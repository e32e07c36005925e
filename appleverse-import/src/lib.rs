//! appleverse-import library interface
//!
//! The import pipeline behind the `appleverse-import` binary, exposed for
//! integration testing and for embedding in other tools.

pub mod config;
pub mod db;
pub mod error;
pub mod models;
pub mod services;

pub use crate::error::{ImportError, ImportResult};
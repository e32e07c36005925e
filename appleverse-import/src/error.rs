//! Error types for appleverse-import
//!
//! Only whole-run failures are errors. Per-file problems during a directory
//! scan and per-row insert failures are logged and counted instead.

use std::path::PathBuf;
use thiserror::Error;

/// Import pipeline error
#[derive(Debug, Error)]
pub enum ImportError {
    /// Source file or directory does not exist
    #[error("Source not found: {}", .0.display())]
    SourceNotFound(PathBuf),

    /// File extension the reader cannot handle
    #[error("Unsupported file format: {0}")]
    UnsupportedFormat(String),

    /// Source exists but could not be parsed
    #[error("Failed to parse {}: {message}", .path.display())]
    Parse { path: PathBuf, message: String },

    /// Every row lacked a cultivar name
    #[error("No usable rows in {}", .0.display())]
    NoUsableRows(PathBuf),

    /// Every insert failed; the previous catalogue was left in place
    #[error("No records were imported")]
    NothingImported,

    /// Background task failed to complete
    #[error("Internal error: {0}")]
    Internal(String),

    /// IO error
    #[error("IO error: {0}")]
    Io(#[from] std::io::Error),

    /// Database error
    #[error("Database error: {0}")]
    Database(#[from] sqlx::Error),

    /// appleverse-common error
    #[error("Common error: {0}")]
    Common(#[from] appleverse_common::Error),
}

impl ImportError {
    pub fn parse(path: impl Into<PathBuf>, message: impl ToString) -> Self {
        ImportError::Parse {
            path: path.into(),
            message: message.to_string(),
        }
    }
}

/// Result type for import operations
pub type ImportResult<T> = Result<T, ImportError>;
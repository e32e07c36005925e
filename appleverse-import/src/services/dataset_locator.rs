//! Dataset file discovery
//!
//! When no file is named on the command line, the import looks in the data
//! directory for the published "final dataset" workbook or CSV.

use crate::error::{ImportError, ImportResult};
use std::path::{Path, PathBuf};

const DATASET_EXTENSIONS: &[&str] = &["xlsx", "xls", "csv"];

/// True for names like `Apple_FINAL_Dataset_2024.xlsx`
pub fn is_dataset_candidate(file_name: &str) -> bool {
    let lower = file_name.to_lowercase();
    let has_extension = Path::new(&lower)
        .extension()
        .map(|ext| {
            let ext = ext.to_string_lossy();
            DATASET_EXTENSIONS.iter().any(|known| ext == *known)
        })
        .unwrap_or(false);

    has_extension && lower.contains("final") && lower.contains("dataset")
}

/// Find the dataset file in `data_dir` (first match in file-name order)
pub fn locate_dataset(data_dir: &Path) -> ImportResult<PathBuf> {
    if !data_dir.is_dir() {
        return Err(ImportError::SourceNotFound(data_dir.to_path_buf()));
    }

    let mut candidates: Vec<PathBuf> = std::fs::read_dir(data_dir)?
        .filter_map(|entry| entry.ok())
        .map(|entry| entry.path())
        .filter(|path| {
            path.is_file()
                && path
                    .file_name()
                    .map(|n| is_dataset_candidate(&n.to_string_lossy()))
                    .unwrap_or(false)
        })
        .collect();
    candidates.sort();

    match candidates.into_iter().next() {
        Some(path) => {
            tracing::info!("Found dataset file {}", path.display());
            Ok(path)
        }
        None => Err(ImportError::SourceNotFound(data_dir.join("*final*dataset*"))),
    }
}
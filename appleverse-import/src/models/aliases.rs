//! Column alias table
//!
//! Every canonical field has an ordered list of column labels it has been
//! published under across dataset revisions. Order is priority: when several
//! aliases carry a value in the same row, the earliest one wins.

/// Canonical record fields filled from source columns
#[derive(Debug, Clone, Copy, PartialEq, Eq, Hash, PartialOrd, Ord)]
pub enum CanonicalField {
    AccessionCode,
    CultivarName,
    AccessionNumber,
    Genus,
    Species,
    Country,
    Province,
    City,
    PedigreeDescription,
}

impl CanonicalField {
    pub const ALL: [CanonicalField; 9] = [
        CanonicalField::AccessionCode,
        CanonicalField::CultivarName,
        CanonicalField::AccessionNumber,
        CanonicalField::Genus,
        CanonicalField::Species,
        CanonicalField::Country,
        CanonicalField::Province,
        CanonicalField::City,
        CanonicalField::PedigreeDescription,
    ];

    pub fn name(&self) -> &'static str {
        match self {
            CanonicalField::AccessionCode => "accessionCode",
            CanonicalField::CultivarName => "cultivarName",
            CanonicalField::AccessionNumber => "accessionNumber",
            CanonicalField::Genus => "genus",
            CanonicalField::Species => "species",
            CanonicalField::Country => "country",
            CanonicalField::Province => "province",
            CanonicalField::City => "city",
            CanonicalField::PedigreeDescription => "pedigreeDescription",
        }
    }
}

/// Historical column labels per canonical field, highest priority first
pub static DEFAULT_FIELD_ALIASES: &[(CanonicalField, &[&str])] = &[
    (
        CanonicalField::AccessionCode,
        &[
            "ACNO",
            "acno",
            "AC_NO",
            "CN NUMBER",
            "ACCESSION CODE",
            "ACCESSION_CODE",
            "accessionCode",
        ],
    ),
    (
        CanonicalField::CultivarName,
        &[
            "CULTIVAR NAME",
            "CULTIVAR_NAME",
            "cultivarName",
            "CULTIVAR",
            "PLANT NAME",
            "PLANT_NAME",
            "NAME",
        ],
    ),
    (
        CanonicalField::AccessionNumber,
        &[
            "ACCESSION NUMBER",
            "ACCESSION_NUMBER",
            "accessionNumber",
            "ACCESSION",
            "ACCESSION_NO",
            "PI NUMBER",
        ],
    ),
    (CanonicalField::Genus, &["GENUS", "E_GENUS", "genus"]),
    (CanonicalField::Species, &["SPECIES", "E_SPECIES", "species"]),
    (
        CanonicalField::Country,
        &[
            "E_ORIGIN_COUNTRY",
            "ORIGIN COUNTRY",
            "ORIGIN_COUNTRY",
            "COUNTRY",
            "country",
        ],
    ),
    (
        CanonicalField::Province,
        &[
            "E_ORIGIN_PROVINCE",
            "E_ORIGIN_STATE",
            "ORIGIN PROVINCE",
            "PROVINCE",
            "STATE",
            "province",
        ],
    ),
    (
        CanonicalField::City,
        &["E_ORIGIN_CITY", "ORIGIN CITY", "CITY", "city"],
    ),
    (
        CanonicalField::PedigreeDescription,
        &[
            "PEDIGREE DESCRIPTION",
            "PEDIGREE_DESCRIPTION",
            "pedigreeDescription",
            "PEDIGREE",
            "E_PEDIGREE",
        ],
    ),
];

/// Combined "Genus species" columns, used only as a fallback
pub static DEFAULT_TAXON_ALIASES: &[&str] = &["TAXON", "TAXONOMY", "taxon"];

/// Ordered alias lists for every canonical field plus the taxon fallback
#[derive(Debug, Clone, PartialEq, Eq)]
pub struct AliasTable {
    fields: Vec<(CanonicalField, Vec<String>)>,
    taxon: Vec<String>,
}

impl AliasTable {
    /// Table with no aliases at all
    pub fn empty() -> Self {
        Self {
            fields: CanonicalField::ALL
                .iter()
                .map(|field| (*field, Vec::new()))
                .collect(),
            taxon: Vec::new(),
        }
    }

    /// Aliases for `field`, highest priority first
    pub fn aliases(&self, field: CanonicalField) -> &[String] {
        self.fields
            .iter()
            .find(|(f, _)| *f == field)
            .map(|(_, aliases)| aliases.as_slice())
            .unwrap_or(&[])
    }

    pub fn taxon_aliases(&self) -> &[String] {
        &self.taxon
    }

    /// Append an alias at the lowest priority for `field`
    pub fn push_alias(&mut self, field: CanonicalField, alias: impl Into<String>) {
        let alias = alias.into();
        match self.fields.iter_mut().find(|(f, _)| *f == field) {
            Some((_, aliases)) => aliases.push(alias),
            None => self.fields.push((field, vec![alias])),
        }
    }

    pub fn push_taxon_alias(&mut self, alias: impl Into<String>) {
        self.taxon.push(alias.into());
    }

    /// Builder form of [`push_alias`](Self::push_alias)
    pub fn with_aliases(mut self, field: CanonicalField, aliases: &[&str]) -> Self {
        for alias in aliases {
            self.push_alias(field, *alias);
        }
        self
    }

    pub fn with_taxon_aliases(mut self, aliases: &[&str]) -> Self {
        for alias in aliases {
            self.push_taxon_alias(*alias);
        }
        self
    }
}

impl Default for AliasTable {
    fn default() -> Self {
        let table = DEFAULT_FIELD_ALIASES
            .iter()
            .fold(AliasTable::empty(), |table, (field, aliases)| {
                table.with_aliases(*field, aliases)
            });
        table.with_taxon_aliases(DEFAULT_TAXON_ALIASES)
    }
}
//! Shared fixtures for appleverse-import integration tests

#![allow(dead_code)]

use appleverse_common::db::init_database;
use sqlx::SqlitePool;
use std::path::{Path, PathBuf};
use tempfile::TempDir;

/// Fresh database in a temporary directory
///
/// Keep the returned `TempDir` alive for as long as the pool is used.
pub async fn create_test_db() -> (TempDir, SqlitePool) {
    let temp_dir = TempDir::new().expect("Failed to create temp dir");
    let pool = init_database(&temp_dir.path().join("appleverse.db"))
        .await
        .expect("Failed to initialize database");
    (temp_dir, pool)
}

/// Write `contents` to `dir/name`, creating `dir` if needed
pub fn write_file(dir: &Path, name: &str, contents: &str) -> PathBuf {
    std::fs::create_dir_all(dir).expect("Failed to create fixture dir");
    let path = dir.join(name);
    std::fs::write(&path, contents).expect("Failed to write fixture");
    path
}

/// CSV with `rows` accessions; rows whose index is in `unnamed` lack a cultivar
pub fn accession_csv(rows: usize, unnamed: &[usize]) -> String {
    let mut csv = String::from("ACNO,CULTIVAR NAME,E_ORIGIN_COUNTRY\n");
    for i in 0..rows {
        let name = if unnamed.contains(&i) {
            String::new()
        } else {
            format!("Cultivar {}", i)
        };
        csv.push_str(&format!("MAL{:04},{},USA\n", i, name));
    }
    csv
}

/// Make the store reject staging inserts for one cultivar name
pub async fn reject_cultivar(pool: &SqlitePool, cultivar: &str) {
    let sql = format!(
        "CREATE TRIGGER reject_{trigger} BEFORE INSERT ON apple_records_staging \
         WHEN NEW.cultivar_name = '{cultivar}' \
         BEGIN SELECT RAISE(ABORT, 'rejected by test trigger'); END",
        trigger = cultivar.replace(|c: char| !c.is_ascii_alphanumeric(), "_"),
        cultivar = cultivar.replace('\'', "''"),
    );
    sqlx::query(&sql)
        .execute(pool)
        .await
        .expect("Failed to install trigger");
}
---
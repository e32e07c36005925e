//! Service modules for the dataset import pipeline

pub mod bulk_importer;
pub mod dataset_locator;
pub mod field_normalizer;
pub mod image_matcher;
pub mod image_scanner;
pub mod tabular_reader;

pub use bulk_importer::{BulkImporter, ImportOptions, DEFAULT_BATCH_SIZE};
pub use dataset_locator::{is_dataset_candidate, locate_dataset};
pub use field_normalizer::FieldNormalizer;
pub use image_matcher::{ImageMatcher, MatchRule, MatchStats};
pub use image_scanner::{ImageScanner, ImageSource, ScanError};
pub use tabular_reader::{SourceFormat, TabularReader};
---
▶ [What you need to do]
Each line in the data where the string "first" occurs should be identified and copied.

▶ [Answer section]
/// Find the dataset file in `data_dir` (first match in file-name order)
/// Historical column labels per canonical field, highest priority first
    /// Aliases for `field`, highest priority first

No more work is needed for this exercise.